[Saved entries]
--------------------------------------------------

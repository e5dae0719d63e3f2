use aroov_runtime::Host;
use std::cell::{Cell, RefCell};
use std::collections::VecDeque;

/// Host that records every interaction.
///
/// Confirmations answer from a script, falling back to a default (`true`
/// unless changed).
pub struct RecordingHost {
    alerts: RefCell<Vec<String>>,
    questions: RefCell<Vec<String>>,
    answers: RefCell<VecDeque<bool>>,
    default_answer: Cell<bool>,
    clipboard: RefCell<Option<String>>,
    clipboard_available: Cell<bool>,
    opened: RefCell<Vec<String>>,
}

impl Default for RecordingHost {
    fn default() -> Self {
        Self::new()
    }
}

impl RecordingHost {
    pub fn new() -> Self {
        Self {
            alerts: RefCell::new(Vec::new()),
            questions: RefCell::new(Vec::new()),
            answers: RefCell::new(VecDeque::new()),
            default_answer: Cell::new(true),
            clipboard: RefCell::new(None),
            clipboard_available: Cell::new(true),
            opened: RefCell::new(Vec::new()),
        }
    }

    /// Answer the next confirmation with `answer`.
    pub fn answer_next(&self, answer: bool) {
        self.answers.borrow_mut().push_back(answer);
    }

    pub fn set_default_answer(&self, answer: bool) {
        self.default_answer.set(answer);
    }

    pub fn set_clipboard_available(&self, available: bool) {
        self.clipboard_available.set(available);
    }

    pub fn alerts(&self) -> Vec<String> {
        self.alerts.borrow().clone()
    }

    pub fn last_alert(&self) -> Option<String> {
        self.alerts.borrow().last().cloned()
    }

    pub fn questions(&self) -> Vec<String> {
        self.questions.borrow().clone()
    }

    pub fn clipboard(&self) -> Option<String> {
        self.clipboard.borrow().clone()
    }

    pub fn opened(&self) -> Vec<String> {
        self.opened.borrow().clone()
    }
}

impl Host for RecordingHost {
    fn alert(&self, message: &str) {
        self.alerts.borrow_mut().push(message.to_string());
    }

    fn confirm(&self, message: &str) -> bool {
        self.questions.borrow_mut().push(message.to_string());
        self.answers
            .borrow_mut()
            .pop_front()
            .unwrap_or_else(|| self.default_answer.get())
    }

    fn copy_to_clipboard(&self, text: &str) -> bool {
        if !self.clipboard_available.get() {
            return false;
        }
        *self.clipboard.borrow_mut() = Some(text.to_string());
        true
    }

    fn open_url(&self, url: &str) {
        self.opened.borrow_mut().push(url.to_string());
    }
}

--------------------------------------------------

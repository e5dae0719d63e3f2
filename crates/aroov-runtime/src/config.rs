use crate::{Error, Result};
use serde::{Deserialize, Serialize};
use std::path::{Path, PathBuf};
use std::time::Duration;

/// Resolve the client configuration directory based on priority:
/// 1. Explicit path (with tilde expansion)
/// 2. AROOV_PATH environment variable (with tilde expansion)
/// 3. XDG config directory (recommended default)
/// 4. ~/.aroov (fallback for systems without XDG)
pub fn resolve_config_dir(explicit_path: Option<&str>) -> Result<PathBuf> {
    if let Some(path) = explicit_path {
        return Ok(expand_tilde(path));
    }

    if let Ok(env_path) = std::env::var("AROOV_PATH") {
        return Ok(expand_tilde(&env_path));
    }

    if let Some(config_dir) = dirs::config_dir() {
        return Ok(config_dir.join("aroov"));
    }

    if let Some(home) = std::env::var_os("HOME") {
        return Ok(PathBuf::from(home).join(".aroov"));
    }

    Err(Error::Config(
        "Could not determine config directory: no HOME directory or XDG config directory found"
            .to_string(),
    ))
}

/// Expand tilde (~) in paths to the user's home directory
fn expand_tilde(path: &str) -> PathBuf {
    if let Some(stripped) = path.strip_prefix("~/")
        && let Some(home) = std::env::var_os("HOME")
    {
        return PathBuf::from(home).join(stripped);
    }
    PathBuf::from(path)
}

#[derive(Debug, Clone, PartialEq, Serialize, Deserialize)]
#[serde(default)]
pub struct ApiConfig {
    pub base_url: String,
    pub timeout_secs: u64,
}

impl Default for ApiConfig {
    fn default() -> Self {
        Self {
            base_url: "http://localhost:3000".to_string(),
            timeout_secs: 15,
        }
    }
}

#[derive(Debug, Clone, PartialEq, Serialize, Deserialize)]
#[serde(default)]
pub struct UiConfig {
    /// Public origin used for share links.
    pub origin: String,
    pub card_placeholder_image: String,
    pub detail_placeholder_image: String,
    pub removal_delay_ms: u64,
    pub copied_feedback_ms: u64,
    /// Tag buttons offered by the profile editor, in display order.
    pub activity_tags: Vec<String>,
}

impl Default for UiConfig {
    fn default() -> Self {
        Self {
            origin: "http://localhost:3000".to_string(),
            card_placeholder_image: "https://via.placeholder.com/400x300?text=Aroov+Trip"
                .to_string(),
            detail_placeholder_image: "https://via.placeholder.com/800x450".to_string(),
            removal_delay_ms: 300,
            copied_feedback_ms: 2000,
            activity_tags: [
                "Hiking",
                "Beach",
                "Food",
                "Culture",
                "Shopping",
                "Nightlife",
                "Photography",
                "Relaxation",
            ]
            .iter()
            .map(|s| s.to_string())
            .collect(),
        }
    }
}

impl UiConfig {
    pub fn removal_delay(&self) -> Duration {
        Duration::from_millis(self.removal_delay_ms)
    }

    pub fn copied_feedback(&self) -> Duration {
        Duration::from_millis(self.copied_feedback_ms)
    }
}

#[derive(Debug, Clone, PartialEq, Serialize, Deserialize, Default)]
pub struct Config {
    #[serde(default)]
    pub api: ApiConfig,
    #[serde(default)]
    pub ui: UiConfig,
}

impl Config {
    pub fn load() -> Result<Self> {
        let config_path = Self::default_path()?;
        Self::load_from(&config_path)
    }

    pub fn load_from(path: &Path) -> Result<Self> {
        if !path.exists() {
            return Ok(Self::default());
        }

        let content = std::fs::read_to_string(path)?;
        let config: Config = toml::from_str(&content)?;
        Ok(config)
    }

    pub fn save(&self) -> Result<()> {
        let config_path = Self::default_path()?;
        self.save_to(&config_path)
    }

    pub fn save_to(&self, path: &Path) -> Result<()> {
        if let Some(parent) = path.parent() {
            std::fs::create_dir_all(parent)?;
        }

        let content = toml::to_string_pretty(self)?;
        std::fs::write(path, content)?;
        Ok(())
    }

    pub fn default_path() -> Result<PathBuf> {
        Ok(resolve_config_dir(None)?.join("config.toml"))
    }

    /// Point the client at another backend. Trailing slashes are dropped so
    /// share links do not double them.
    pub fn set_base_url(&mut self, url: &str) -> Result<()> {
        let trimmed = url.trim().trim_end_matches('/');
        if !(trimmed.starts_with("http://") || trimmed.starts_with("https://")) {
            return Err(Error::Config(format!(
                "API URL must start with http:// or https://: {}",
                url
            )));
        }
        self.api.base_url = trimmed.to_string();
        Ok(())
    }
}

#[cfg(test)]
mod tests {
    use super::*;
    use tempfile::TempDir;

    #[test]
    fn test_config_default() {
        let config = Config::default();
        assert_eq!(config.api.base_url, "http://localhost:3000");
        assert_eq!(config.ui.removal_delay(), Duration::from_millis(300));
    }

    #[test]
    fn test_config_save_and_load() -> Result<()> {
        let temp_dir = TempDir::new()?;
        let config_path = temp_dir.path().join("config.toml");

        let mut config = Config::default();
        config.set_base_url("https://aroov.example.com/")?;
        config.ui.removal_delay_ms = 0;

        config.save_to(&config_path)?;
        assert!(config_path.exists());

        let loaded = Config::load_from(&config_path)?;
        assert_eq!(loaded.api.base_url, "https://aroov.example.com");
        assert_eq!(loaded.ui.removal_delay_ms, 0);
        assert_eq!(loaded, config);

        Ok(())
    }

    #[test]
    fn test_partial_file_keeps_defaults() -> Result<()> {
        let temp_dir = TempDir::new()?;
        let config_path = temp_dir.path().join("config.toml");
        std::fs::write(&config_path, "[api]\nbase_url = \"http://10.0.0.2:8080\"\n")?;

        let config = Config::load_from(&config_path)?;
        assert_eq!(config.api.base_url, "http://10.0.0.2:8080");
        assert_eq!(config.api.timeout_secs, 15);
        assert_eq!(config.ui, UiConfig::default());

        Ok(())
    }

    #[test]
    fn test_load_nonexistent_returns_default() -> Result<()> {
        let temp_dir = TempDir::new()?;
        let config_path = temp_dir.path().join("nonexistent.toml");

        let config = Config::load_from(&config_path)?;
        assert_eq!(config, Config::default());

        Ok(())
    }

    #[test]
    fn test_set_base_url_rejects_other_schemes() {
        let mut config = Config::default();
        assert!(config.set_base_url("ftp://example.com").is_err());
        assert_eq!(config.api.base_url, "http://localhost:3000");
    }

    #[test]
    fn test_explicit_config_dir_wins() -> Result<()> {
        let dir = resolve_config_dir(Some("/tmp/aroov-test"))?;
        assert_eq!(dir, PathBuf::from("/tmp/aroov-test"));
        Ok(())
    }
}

--------------------------------------------------

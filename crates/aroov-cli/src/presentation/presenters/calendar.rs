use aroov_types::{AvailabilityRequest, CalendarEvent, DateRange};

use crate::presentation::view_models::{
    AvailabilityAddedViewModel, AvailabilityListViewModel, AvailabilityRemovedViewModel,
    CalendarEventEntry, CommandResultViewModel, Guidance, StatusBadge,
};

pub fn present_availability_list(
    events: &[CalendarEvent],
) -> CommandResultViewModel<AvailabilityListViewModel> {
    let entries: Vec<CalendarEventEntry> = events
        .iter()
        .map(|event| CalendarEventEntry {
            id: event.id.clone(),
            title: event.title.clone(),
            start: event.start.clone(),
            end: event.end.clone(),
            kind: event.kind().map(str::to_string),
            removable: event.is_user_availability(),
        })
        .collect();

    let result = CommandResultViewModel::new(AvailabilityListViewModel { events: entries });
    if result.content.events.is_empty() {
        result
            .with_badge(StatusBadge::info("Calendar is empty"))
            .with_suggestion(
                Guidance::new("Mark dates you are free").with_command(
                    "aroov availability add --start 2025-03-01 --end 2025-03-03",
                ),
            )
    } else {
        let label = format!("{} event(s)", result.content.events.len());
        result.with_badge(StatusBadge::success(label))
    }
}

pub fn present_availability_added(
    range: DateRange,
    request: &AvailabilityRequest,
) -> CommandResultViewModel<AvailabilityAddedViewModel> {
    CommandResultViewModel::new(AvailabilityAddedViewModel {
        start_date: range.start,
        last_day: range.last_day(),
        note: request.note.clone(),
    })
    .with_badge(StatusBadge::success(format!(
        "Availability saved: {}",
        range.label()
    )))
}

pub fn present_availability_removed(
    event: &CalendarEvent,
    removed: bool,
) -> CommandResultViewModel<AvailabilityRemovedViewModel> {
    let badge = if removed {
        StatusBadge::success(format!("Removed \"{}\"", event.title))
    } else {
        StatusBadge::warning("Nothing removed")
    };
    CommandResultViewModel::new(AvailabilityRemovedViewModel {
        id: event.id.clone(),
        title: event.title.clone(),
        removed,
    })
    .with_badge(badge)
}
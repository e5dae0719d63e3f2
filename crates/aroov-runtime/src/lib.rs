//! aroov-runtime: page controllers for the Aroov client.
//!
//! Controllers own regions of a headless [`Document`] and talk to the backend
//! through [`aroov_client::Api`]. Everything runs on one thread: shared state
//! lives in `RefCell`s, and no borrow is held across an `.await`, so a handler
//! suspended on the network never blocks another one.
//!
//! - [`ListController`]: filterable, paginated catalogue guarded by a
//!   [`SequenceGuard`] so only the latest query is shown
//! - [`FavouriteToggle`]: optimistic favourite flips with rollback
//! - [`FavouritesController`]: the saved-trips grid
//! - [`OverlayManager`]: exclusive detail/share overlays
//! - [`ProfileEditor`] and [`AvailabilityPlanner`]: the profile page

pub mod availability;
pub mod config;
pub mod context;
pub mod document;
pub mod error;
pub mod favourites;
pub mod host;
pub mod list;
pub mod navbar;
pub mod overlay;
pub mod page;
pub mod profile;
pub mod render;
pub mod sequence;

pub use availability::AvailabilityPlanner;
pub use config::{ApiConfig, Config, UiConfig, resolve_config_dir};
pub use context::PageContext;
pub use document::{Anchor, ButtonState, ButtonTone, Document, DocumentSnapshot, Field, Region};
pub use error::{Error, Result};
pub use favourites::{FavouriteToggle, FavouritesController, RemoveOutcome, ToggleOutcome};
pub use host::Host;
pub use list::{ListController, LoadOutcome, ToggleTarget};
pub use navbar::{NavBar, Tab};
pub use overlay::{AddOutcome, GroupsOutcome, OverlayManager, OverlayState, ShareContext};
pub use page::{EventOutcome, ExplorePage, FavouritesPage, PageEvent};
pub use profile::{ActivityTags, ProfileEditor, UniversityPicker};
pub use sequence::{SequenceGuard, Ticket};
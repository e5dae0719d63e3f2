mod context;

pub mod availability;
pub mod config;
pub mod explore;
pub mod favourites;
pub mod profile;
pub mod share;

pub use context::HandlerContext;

--------------------------------------------------

### [Work instructions]
Look above for the line holding "assert_eq!(config.api.timeout_secs, 15);" and the line holding "assert_eq!(config, Config::default());", then output exactly those two lines and every line between them, nothing more.

### [Answer box]
        assert_eq!(config.api.timeout_secs, 15);
        assert_eq!(config.ui, UiConfig::default());

        Ok(())
    }

    #[test]
    fn test_load_nonexistent_returns_default() -> Result<()> {
        let temp_dir = TempDir::new()?;
        let config_path = temp_dir.path().join("nonexistent.toml");

        let config = Config::load_from(&config_path)?;
        assert_eq!(config, Config::default());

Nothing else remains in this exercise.